The first question is where on the social media landscape do you want to focus? If you’re targeting C-Suite executives, affluent clients, or B2B executives, I’d focus on LinkedIn. Facebook is attractive in many ways, and it’s growing in the business niches, but the wealth of prospects right now is definitely on LinkedIn.

Personally, I wouldn’t do advertising on LinkedIn. We’ve done campaigns for Gentle Rain as well as for a number of clients, and the results have been disappointing. Since the cost per click is quite high, I wouldn’t invest in advertising unless 1) your fees for a new client are very high and 2) you have your marketing funnel completely built out so that you can capitalize on every lead you get. For some consulting firms, advertising on LinkedIn may make sense but I’d focus on these other strategies first.
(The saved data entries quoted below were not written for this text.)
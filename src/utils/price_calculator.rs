//! 价格计算工具
//!
//! 负责把上游原始价格转换为双币种价格点，并计算采样序列的汇总统计

use chrono::{DateTime, FixedOffset};
use num_traits::FromPrimitive;
use rust_decimal::{Decimal, RoundingStrategy};

use crate::error::{FeedError, Result};
use crate::types::{DualPrice, MarketChartResponse, PricePoint, PriceSeries, SummaryStats};

/// 北京时间 UTC+8
const BEIJING_OFFSET_SECS: i32 = 8 * 3600;

/// 上游返回的单个原始点，尚未取整
#[derive(Debug, Clone, Copy, PartialEq)]
pub struct RawPricePoint {
    pub timestamp_ms: f64,
    pub price: f64,
    pub volume: f64,
}

/// 价格计算工具
pub struct PriceCalculator;

impl PriceCalculator {
    /// 保留 dp 位小数，中点远离零取整
    pub fn round_dp(value: Decimal, dp: u32) -> Decimal {
        value.round_dp_with_strategy(dp, RoundingStrategy::MidpointAwayFromZero)
    }

    /// 金额统一保留两位小数
    pub fn round_price(value: Decimal) -> Decimal {
        Self::round_dp(value, 2)
    }

    /// 把上游浮点数转换为 Decimal，NaN / 无穷大视为数据错误
    pub fn to_decimal(value: f64, field: &str) -> Result<Decimal> {
        Decimal::from_f64(value)
            .ok_or_else(|| FeedError::DataShape(format!("{} 不是有效数值: {}", field, value)))
    }

    /// 美元价格按汇率换算为人民币，溢出视为数据错误
    pub fn convert_to_cny(usd: Decimal, exchange_rate: Decimal) -> Result<Decimal> {
        usd.checked_mul(exchange_rate)
            .map(Self::round_price)
            .ok_or_else(|| {
                FeedError::DataShape(format!("人民币换算溢出: {} × {}", usd, exchange_rate))
            })
    }

    /// 计算价格变化百分比，previous_price 非正数时返回 None
    pub fn calculate_price_change_percentage(
        current_price: Decimal,
        previous_price: Decimal,
    ) -> Result<Option<Decimal>> {
        if previous_price <= Decimal::ZERO {
            return Ok(None);
        }

        current_price
            .checked_sub(previous_price)
            .and_then(|diff| diff.checked_div(previous_price))
            .and_then(|ratio| ratio.checked_mul(Decimal::ONE_HUNDRED))
            .map(Some)
            .ok_or_else(|| {
                FeedError::DataShape(format!(
                    "涨跌幅计算溢出: {} → {}",
                    previous_price, current_price
                ))
            })
    }

    /// 按索引把 prices 与 total_volumes 配对，缺失的成交量记为0
    pub fn raw_points(response: &MarketChartResponse) -> Vec<RawPricePoint> {
        response
            .prices
            .iter()
            .enumerate()
            .map(|(i, (timestamp_ms, price))| RawPricePoint {
                timestamp_ms: *timestamp_ms,
                price: *price,
                volume: response.total_volumes.get(i).map(|(_, v)| *v).unwrap_or(0.0),
            })
            .collect()
    }

    /// 原始点转换为价格点：美元取整，人民币由未取整的美元价乘以汇率后取整
    pub fn build_point(raw: &RawPricePoint, exchange_rate: Decimal) -> Result<PricePoint> {
        let price = Self::to_decimal(raw.price, "price")?;
        let timestamp = (raw.timestamp_ms / 1000.0).floor() as i64;

        Ok(PricePoint {
            timestamp,
            datetime: Self::format_beijing_time(timestamp),
            price: DualPrice::new(
                Self::round_price(price),
                Self::convert_to_cny(price, exchange_rate)?,
            ),
            volume: raw.volume.max(0.0).round() as u64,
        })
    }

    pub fn build_series(raw: &[RawPricePoint], exchange_rate: Decimal) -> Result<PriceSeries> {
        raw.iter()
            .map(|point| Self::build_point(point, exchange_rate))
            .collect()
    }

    pub fn format_beijing_time(timestamp: i64) -> String {
        match (
            DateTime::from_timestamp(timestamp, 0),
            FixedOffset::east_opt(BEIJING_OFFSET_SECS),
        ) {
            (Some(utc), Some(offset)) => utc
                .with_timezone(&offset)
                .format("%Y/%m/%d %H:%M:%S")
                .to_string(),
            _ => String::new(),
        }
    }

    /// 计算汇总统计
    ///
    /// 最高/最低价的人民币值由美元极值乘以当前汇率重新计算，
    /// 而不是取各点已存储人民币值的极值。空序列返回全零汇总
    pub fn summarize(series: &[PricePoint], exchange_rate: Decimal) -> Result<SummaryStats> {
        let (first, last) = match (series.first(), series.last()) {
            (Some(first), Some(last)) => (first, last),
            _ => return Ok(SummaryStats::default()),
        };

        let high_usd = series.iter().map(|p| p.price.usd).max().unwrap_or(Decimal::ZERO);
        let low_usd = series.iter().map(|p| p.price.usd).min().unwrap_or(Decimal::ZERO);

        let change_percent =
            Self::calculate_price_change_percentage(last.price.usd, first.price.usd)?
                .map(Self::round_price)
                .unwrap_or(Decimal::ZERO);

        Ok(SummaryStats {
            start_price: first.price,
            end_price: last.price,
            high_price: DualPrice::new(high_usd, Self::convert_to_cny(high_usd, exchange_rate)?),
            low_price: DualPrice::new(low_usd, Self::convert_to_cny(low_usd, exchange_rate)?),
            change_percent,
            total_volume: series.iter().map(|p| p.volume).sum(),
        })
    }
}

pub fn summarize(series: &[PricePoint], exchange_rate: Decimal) -> Result<SummaryStats> {
    PriceCalculator::summarize(series, exchange_rate)
}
The first step is to create a corporate page that succinctly but persuasively explains the benefits you offer. One feature on your LinkedIn page, that many companies overlook, is the video section. This enables you to engage prospects beyond just the standard information. Either talking-head or narrated power point presentations are highly effective.

However, keep in mind that the goal is to migrate people from LinkedIn to your website so that you can put them into your client-conversion funnels.
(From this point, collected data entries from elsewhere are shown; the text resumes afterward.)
//! 数据处理工具函数模块
//!
//! 包含时间序列采样与价格汇总计算

pub mod sampler;
pub mod price_calculator;

// 重新导出常用的工具函数和结构体
pub use sampler::{sample, DataProcessor};
pub use price_calculator::{summarize, PriceCalculator};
So, how do we get prospects to connect with us on LinkedIn?

The best opportunity at LinkedIn is with the groups. You can join up to 50 of them. Think about which groups your prospects are most likely to be connected with. Those are the groups that you want to join. Joining groups that revolve around your specific area of expertise can be beneficial for staying abreast of trends in your industry, but won’t really help much in terms of lead generation.

There are two strategies for how you interact with groups. Especially when you are a new member, posting comments on other people’s  posts helps with your credibility. You don’t need to do this extensively, but it’s important to be viewed as a viable member of the communities that you join. This can also be a subtle method of mentioning your particular areas of knowledge. “We recently had a client who faced similar issue you mentioned and found that…”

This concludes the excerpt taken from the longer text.